ACTIVITY:
Among the entries below, find all lines that include "MembersStatus" and copy them.

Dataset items
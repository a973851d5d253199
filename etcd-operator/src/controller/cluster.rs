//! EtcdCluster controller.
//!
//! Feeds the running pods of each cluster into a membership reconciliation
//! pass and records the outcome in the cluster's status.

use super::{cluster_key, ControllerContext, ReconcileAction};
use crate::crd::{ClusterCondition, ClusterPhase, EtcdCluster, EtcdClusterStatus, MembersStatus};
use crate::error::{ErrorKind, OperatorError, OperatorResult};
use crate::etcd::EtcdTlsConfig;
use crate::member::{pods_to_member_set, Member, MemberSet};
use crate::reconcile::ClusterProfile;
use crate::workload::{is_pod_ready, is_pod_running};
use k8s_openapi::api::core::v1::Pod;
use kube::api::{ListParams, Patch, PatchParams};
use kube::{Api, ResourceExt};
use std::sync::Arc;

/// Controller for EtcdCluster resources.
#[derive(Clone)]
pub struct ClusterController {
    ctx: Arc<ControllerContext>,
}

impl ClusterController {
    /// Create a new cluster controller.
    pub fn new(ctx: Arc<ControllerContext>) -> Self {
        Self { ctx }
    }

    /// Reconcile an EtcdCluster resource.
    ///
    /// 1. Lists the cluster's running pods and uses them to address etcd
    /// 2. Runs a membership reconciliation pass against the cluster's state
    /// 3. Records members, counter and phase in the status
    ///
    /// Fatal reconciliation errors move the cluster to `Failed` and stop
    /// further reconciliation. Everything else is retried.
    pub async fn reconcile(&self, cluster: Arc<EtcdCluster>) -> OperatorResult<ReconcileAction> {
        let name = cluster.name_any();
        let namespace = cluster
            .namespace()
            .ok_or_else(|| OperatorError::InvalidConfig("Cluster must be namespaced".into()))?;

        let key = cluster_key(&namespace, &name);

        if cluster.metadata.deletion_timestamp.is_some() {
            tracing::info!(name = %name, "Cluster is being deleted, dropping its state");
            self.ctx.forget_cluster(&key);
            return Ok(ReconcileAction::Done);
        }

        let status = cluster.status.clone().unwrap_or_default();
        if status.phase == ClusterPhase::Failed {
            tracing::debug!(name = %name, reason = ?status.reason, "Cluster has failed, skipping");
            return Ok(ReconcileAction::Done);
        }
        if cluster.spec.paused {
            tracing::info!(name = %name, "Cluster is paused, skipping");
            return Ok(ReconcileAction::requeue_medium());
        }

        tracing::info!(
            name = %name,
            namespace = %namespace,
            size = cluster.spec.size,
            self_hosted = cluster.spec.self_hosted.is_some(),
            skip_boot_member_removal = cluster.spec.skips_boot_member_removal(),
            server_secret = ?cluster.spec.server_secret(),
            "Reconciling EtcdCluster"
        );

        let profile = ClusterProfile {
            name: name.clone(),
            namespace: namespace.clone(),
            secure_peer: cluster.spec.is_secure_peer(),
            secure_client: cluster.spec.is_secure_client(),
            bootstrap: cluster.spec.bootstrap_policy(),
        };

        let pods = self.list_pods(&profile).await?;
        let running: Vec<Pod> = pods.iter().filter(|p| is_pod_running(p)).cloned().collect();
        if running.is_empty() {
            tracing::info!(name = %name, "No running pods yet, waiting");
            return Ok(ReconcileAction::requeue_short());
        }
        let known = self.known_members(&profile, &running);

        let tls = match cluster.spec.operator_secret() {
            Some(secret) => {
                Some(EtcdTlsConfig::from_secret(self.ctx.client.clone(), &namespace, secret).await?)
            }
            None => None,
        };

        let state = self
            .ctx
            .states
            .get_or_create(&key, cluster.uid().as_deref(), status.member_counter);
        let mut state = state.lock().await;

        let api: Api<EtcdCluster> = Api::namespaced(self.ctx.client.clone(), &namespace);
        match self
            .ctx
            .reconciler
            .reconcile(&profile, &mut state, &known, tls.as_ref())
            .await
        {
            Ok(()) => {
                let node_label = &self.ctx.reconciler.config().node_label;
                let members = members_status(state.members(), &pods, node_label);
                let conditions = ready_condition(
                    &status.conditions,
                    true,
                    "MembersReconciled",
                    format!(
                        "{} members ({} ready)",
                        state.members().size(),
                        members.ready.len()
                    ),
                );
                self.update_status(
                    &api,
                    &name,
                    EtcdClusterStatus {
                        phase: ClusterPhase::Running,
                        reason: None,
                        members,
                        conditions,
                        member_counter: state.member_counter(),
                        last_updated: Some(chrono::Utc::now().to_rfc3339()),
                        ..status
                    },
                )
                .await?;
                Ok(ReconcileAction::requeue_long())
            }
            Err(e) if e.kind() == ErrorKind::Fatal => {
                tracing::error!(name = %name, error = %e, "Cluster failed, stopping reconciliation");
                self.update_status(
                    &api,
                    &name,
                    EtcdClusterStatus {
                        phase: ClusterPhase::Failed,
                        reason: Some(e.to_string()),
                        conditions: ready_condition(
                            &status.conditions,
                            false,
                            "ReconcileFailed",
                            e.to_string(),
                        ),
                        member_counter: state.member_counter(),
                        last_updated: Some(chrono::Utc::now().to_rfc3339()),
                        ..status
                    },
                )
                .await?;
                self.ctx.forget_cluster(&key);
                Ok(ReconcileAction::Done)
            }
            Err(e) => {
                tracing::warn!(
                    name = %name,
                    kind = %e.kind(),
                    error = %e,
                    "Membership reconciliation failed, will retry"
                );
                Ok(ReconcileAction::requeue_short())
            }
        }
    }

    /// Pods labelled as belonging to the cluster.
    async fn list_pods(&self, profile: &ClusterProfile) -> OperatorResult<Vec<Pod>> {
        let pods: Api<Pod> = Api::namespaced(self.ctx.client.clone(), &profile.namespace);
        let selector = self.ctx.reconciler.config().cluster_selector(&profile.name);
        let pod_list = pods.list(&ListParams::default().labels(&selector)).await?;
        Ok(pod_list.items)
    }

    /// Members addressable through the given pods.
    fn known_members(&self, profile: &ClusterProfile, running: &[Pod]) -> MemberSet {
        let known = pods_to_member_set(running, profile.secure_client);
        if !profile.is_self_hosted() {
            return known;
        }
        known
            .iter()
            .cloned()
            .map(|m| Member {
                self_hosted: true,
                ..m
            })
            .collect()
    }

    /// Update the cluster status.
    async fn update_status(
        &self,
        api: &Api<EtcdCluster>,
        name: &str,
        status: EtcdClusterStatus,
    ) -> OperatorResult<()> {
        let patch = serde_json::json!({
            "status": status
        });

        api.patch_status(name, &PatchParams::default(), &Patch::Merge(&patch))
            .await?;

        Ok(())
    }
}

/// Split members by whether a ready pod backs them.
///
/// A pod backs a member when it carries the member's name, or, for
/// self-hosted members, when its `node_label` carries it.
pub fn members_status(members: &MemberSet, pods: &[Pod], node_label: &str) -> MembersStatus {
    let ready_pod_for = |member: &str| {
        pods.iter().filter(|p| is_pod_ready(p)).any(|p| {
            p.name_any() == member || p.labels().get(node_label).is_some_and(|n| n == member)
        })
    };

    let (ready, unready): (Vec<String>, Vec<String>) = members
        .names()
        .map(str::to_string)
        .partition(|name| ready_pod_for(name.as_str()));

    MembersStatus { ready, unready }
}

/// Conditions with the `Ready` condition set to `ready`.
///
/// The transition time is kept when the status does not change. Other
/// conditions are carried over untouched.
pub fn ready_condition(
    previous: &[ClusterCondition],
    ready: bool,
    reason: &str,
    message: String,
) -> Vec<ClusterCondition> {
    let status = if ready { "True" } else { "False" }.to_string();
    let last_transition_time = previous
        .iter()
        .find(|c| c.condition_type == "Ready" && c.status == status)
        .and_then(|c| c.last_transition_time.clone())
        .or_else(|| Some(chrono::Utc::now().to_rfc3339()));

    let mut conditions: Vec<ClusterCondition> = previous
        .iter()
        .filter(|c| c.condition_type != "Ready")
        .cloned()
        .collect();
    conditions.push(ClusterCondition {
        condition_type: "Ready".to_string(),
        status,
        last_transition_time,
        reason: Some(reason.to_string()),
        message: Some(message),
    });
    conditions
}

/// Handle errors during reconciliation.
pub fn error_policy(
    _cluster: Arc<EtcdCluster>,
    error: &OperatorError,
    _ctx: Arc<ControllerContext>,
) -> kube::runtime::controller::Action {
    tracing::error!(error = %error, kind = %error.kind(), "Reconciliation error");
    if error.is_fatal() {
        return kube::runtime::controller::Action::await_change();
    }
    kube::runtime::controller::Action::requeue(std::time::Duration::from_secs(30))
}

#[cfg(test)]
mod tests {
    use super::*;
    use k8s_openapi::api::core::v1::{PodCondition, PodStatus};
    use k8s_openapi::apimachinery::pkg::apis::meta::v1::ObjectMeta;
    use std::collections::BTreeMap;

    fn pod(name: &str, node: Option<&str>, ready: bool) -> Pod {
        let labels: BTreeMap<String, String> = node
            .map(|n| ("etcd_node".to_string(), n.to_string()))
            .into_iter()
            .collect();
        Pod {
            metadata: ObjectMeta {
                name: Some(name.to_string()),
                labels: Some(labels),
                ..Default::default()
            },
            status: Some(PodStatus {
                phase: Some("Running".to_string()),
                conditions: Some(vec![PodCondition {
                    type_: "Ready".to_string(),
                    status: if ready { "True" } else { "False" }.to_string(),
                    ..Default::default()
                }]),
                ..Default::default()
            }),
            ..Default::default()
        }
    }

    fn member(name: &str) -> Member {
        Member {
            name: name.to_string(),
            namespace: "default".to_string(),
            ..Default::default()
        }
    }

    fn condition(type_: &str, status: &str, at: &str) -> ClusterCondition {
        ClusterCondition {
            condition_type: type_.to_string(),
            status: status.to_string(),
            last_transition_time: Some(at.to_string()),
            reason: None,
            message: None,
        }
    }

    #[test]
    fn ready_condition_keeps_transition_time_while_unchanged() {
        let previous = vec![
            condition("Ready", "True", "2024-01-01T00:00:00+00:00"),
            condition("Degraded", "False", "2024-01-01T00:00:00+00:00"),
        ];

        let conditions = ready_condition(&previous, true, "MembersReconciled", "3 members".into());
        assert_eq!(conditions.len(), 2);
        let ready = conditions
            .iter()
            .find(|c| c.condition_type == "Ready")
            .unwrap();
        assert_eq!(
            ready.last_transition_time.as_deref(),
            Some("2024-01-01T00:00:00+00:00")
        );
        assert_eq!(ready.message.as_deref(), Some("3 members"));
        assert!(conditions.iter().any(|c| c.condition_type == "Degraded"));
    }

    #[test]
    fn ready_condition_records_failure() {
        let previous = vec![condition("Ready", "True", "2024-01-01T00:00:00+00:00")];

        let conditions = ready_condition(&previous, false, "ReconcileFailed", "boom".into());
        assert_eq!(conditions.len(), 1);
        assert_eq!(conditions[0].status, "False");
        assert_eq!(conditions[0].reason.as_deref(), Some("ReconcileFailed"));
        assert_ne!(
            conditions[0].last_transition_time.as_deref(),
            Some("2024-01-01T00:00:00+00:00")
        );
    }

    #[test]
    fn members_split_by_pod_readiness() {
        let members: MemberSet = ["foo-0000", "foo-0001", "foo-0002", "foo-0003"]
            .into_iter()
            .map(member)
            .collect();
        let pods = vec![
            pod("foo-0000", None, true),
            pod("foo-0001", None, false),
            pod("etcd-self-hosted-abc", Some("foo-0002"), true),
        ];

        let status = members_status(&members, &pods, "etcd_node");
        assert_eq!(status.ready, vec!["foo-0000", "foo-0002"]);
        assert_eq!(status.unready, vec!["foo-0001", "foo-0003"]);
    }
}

TASK RESPONSE:
use crate::crd::{ClusterCondition, ClusterPhase, EtcdCluster, EtcdClusterStatus, MembersStatus};
pub fn members_status(members: &MemberSet, pods: &[Pod], node_label: &str) -> MembersStatus {
    MembersStatus { ready, unready }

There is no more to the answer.